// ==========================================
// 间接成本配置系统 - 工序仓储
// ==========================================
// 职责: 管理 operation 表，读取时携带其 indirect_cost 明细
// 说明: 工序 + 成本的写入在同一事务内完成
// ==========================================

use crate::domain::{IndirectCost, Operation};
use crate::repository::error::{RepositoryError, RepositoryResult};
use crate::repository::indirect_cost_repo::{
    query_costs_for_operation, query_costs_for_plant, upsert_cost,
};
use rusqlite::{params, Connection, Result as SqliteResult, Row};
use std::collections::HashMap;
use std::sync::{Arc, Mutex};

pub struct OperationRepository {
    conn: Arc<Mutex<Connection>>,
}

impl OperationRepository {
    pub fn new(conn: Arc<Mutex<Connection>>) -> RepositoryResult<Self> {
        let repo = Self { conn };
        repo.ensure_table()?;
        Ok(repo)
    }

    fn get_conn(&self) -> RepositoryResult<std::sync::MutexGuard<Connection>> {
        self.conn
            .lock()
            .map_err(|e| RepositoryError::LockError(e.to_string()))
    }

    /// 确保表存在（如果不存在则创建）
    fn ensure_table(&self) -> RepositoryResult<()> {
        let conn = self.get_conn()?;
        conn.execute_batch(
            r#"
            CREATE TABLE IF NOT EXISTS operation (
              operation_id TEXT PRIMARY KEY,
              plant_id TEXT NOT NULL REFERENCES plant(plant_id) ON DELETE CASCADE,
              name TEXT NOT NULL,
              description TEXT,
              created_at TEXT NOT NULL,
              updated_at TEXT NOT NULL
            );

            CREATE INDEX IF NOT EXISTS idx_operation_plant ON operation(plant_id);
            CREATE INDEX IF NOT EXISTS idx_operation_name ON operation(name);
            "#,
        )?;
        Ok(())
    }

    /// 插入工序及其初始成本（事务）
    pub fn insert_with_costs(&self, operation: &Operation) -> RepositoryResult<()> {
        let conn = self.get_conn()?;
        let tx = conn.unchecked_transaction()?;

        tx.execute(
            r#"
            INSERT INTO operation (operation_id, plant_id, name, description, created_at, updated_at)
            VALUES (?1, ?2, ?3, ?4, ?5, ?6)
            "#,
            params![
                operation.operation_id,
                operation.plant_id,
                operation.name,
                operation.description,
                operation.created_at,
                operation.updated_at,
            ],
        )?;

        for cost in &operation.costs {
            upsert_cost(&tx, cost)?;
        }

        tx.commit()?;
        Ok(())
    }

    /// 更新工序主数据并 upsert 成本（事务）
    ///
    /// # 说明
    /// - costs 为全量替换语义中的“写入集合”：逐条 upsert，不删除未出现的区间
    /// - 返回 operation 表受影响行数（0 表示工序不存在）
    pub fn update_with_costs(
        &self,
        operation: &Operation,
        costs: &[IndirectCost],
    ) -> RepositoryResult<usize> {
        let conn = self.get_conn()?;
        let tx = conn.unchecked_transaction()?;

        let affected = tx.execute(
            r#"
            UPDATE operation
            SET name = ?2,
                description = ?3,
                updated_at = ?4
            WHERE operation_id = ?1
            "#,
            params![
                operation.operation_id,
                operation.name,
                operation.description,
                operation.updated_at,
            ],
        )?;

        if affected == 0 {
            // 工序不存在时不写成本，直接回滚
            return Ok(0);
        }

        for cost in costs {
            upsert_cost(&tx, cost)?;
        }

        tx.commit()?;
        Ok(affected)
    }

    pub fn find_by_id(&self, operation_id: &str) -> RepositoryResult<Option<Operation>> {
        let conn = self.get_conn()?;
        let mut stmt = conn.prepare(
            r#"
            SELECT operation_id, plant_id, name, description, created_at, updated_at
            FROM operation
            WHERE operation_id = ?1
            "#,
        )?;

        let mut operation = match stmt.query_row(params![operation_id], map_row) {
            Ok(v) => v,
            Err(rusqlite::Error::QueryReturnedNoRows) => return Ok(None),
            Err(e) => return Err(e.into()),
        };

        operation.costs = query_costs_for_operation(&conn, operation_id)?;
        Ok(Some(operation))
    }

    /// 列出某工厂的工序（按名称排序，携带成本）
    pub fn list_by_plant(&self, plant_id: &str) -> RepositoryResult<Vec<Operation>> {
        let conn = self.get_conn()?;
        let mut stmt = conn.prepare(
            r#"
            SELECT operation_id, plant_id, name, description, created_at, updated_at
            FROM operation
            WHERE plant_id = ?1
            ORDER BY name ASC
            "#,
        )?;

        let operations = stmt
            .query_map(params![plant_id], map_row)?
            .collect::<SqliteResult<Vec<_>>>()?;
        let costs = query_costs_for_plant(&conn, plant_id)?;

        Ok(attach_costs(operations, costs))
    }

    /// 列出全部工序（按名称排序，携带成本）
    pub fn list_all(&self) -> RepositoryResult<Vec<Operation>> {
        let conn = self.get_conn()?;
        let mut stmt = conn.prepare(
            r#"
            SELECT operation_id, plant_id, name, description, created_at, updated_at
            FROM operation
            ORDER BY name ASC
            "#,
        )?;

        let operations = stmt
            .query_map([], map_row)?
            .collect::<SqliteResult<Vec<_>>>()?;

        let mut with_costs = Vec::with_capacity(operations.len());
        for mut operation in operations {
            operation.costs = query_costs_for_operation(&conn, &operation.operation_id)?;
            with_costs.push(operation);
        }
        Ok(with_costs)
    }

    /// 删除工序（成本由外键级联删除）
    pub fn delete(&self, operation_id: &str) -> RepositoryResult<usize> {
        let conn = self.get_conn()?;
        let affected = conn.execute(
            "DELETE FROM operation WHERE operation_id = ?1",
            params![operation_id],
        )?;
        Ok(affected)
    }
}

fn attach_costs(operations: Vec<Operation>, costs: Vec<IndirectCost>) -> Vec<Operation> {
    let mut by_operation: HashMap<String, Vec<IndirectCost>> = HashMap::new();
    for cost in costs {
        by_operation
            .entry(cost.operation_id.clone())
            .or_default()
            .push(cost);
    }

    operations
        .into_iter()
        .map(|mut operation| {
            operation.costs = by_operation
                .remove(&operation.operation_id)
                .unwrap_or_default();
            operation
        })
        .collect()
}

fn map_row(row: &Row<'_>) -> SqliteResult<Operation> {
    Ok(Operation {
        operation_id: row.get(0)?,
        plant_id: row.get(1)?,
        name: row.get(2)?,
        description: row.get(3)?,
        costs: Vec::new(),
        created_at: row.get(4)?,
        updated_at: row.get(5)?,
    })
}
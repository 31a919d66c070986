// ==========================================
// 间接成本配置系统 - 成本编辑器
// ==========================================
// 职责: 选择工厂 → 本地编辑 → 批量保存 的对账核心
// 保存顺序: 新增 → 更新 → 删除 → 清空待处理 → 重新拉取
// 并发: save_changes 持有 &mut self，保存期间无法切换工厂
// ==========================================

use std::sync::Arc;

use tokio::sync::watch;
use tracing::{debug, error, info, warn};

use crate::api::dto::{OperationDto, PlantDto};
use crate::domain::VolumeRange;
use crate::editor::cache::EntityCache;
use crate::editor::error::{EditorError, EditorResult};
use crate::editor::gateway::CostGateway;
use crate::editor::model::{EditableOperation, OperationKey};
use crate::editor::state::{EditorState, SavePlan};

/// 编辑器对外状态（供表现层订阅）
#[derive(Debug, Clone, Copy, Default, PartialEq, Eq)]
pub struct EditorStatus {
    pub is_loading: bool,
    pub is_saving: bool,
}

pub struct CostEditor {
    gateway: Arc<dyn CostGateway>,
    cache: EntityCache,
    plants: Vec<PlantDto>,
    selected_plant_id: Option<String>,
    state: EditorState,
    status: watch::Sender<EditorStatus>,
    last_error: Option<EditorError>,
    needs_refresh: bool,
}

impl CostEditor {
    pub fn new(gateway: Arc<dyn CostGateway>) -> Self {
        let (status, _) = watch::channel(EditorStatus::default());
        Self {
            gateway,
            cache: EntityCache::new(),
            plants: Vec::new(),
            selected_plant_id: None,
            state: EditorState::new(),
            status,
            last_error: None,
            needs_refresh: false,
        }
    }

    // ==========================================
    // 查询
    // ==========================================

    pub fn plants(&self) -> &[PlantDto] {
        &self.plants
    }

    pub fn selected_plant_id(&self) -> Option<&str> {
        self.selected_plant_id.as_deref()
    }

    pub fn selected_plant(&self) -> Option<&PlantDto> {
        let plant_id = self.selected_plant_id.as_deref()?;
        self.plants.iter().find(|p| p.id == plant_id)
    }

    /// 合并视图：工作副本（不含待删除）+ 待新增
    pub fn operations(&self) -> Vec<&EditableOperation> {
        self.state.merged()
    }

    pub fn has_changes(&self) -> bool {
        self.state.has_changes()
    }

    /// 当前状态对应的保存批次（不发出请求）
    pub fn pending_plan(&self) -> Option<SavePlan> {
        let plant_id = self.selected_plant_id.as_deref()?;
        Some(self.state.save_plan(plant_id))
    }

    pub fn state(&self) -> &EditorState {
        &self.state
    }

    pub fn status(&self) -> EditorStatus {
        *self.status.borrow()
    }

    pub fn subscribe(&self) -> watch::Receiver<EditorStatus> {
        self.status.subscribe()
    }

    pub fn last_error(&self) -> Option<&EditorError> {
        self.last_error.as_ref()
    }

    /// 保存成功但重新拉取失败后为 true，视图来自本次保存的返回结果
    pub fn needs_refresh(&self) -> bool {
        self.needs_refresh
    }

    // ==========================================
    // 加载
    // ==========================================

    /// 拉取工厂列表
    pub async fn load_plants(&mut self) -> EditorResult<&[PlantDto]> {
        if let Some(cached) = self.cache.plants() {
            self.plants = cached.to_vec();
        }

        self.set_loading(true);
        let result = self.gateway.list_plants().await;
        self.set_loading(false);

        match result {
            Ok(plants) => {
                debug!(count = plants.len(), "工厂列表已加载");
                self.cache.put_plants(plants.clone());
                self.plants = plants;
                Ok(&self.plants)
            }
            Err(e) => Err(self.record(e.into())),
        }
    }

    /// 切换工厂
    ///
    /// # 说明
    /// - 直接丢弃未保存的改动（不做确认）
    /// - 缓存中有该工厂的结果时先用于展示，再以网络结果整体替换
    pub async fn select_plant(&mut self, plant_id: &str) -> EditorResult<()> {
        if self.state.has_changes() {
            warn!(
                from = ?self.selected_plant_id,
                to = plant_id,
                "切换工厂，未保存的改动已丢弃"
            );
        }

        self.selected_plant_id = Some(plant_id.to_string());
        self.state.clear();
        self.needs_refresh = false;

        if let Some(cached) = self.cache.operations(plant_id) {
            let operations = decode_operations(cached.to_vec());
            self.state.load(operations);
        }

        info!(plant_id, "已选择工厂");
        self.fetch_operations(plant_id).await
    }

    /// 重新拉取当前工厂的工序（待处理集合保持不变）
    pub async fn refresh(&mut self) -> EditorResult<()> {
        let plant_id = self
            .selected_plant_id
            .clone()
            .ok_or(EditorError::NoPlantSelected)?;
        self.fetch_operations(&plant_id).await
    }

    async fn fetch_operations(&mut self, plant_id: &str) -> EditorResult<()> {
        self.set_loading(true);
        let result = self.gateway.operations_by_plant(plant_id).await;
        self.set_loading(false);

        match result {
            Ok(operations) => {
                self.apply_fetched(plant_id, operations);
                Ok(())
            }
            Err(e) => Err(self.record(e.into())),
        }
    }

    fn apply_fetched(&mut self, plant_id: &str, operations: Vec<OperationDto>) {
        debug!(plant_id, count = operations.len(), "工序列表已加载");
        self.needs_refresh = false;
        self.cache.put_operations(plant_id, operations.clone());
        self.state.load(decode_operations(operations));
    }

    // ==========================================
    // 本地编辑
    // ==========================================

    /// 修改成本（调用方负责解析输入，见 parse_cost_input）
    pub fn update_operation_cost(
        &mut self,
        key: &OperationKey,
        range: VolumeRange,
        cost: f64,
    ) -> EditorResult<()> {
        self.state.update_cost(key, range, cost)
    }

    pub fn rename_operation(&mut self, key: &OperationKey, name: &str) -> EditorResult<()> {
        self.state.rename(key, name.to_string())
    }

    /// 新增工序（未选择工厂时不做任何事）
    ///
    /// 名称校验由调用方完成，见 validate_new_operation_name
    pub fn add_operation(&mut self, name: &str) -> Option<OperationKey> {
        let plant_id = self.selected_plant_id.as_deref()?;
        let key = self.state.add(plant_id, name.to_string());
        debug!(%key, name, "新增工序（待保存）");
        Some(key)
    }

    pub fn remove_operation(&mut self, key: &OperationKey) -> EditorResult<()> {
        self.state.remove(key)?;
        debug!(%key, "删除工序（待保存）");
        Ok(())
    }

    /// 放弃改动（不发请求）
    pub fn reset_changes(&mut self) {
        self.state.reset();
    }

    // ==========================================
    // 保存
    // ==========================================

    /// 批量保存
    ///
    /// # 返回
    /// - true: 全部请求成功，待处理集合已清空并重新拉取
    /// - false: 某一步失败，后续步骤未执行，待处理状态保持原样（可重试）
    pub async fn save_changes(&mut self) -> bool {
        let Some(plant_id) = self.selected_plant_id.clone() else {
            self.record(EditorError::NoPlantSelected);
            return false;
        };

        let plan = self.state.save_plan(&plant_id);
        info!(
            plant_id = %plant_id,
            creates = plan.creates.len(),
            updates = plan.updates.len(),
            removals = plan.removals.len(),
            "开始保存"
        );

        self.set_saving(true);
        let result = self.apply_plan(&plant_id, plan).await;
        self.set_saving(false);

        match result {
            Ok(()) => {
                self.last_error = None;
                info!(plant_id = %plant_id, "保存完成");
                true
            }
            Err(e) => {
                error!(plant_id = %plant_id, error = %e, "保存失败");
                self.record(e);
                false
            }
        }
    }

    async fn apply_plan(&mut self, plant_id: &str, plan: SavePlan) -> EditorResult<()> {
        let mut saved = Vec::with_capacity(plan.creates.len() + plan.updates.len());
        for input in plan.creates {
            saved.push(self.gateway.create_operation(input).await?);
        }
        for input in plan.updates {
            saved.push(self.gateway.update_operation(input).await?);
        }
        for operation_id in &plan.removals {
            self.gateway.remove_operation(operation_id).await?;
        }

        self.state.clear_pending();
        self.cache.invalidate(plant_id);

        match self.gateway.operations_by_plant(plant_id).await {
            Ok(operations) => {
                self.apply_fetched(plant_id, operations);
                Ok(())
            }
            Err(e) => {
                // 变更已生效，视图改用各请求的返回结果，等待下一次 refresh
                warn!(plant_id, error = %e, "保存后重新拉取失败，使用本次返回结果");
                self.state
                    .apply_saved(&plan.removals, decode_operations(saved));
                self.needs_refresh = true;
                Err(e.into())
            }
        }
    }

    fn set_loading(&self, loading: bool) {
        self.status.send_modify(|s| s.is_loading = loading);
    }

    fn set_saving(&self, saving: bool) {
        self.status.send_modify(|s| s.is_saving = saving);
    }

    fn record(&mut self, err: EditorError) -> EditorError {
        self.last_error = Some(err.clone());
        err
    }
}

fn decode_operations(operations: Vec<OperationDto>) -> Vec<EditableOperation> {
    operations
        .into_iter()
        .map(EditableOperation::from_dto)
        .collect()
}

- **Instructions to follow**
From the records above, copy out the line with "#[derive(Debug, Clone, Copy, Default, PartialEq, Eq)]", the line with "pub fn needs_refresh(&self)", and every line between them, word for word.

- **Result for this exercise**
#[derive(Debug, Clone, Copy, Default, PartialEq, Eq)]
pub struct EditorStatus {
    pub is_loading: bool,
    pub is_saving: bool,
}

pub struct CostEditor {
    gateway: Arc<dyn CostGateway>,
    cache: EntityCache,
    plants: Vec<PlantDto>,
    selected_plant_id: Option<String>,
    state: EditorState,
    status: watch::Sender<EditorStatus>,
    last_error: Option<EditorError>,
    needs_refresh: bool,
}

impl CostEditor {
    pub fn new(gateway: Arc<dyn CostGateway>) -> Self {
        let (status, _) = watch::channel(EditorStatus::default());
        Self {
            gateway,
            cache: EntityCache::new(),
            plants: Vec::new(),
            selected_plant_id: None,
            state: EditorState::new(),
            status,
            last_error: None,
            needs_refresh: false,
        }
    }

    // ==========================================
    // 查询
    // ==========================================

    pub fn plants(&self) -> &[PlantDto] {
        &self.plants
    }

    pub fn selected_plant_id(&self) -> Option<&str> {
        self.selected_plant_id.as_deref()
    }

    pub fn selected_plant(&self) -> Option<&PlantDto> {
        let plant_id = self.selected_plant_id.as_deref()?;
        self.plants.iter().find(|p| p.id == plant_id)
    }

    /// 合并视图：工作副本（不含待删除）+ 待新增
    pub fn operations(&self) -> Vec<&EditableOperation> {
        self.state.merged()
    }

    pub fn has_changes(&self) -> bool {
        self.state.has_changes()
    }

    /// 当前状态对应的保存批次（不发出请求）
    pub fn pending_plan(&self) -> Option<SavePlan> {
        let plant_id = self.selected_plant_id.as_deref()?;
        Some(self.state.save_plan(plant_id))
    }

    pub fn state(&self) -> &EditorState {
        &self.state
    }

    pub fn status(&self) -> EditorStatus {
        *self.status.borrow()
    }

    pub fn subscribe(&self) -> watch::Receiver<EditorStatus> {
        self.status.subscribe()
    }

    pub fn last_error(&self) -> Option<&EditorError> {
        self.last_error.as_ref()
    }

    /// 保存成功但重新拉取失败后为 true，视图来自本次保存的返回结果
    pub fn needs_refresh(&self) -> bool {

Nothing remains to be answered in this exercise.